Go through the data below. List every line that holds the word "InMemoryGraphStore".

(Stored data entries)
---*---

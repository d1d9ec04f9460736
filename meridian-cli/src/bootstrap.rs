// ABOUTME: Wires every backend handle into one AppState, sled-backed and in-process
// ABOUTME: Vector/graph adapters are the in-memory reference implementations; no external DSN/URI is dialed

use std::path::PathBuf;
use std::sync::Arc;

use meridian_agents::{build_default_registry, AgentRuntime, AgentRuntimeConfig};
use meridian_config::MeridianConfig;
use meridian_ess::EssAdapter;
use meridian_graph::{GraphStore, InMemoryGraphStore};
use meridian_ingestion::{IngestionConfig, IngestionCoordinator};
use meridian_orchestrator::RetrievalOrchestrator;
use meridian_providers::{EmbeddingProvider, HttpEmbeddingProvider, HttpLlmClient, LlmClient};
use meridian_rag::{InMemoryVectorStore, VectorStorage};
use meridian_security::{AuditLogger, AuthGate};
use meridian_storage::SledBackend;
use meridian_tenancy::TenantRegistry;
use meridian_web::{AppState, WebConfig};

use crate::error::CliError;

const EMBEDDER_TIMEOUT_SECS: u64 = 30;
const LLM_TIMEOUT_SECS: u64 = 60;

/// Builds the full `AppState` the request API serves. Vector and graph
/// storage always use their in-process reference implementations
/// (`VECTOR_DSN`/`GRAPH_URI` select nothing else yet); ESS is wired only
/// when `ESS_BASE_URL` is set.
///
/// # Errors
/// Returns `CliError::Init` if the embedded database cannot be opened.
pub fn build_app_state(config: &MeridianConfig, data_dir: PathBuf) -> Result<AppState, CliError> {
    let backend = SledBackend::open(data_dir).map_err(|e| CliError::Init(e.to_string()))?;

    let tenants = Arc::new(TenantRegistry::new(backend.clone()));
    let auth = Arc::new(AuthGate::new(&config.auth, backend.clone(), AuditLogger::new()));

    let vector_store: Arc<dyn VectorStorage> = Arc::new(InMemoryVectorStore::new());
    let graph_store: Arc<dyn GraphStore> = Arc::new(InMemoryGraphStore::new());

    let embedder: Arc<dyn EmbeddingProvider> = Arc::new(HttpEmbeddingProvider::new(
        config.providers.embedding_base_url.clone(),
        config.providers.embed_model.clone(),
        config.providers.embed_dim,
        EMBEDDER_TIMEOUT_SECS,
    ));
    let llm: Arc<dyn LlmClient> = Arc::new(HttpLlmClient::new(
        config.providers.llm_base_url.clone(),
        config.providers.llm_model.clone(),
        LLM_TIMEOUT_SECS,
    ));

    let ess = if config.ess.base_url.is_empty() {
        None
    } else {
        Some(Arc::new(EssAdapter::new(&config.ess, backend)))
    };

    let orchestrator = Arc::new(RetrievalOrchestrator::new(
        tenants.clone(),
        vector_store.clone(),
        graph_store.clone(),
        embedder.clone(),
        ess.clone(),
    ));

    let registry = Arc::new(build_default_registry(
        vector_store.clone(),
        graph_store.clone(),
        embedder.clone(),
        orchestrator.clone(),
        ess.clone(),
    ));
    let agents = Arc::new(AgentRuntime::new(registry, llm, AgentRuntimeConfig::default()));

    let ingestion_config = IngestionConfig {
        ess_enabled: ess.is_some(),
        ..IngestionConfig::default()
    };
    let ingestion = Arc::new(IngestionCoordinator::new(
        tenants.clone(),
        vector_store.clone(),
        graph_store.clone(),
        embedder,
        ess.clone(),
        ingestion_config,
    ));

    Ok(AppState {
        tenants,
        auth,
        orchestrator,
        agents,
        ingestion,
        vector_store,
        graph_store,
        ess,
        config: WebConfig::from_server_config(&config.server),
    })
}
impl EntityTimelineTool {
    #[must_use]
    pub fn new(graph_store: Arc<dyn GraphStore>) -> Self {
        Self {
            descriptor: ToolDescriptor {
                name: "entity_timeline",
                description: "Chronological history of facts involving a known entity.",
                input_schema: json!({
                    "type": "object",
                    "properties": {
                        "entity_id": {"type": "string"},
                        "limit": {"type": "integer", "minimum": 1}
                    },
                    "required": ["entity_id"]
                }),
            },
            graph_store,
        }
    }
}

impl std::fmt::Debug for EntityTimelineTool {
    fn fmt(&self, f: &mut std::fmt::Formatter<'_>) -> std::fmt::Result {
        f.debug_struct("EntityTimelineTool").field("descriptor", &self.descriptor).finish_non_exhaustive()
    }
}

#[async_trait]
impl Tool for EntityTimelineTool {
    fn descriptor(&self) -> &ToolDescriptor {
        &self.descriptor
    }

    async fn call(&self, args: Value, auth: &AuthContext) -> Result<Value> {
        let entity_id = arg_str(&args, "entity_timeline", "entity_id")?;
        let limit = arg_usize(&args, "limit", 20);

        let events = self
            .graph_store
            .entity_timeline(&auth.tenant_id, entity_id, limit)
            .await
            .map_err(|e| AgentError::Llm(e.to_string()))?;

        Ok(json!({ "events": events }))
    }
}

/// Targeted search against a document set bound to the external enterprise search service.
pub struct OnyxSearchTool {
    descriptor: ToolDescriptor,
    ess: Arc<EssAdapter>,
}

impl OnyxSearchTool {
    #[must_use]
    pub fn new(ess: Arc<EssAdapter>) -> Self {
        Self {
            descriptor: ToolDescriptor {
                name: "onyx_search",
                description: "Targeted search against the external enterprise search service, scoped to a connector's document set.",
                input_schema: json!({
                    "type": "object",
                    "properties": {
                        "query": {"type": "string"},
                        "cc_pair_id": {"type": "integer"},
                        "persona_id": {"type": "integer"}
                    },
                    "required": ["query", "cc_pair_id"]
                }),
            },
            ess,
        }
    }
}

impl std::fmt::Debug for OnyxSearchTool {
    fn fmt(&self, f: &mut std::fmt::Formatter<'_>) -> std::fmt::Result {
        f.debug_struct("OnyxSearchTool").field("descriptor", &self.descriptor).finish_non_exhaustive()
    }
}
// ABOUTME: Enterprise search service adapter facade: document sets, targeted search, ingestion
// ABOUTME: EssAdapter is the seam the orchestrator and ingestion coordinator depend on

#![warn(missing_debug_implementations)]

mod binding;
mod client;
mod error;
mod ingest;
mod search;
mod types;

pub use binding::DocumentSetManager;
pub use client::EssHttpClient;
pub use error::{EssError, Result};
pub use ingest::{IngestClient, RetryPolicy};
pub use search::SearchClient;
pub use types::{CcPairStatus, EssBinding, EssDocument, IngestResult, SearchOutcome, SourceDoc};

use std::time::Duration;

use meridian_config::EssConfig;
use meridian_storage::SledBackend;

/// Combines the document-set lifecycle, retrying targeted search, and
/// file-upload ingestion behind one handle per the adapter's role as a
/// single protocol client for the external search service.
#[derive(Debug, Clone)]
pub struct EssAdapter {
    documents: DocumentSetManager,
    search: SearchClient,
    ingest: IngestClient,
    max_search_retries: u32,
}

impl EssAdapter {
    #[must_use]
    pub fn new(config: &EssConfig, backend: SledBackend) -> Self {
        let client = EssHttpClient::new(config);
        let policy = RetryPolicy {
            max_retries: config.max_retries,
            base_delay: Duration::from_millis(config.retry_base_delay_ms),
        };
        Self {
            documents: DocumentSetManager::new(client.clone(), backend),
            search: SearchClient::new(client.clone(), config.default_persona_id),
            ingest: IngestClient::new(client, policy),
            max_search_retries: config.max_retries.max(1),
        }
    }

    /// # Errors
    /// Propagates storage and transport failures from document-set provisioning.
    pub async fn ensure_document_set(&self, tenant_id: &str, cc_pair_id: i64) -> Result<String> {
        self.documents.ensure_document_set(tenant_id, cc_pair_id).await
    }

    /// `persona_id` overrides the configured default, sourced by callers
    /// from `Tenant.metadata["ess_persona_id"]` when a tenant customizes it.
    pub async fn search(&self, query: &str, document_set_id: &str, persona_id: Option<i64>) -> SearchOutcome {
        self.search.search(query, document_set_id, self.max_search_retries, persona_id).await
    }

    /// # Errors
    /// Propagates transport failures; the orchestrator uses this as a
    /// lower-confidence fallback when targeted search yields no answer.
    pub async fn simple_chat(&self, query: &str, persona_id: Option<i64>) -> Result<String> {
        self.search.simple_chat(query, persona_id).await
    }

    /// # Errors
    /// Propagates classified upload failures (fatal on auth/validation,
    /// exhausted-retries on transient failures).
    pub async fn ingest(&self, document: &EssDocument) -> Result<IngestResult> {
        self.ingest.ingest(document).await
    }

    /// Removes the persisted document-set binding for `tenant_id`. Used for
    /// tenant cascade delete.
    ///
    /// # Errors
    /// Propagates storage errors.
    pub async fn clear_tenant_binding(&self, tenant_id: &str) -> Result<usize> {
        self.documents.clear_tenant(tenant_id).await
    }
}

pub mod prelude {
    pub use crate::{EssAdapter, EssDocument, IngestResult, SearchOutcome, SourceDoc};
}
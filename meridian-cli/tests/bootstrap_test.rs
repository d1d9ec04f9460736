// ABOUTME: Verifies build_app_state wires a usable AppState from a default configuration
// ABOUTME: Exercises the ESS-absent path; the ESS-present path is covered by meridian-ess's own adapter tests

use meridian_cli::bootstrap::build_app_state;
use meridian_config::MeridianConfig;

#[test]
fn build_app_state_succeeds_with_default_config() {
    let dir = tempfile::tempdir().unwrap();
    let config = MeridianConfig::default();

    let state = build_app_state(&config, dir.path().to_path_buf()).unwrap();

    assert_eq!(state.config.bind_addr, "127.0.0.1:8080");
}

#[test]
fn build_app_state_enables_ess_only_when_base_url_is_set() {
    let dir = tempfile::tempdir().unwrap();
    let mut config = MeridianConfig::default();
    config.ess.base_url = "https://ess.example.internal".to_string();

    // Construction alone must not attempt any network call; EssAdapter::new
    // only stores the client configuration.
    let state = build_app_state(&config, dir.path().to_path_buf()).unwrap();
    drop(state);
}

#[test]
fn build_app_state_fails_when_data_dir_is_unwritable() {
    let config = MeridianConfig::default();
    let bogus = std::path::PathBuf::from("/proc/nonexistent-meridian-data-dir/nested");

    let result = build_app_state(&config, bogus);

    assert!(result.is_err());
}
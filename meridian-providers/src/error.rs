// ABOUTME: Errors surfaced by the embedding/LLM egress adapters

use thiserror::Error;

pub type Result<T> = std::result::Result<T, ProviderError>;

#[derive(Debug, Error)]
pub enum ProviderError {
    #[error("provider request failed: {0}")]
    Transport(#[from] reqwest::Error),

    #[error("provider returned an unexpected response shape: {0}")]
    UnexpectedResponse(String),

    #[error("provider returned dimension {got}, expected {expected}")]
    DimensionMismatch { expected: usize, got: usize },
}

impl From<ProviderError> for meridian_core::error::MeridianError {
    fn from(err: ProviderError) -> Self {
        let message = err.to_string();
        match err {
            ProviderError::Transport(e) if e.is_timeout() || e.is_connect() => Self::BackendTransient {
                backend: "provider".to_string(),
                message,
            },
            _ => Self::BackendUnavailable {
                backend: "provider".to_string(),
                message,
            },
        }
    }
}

---*---

** TASK ANSWER **
use meridian_graph::{GraphStore, InMemoryGraphStore};
    let graph_store: Arc<dyn GraphStore> = Arc::new(InMemoryGraphStore::new());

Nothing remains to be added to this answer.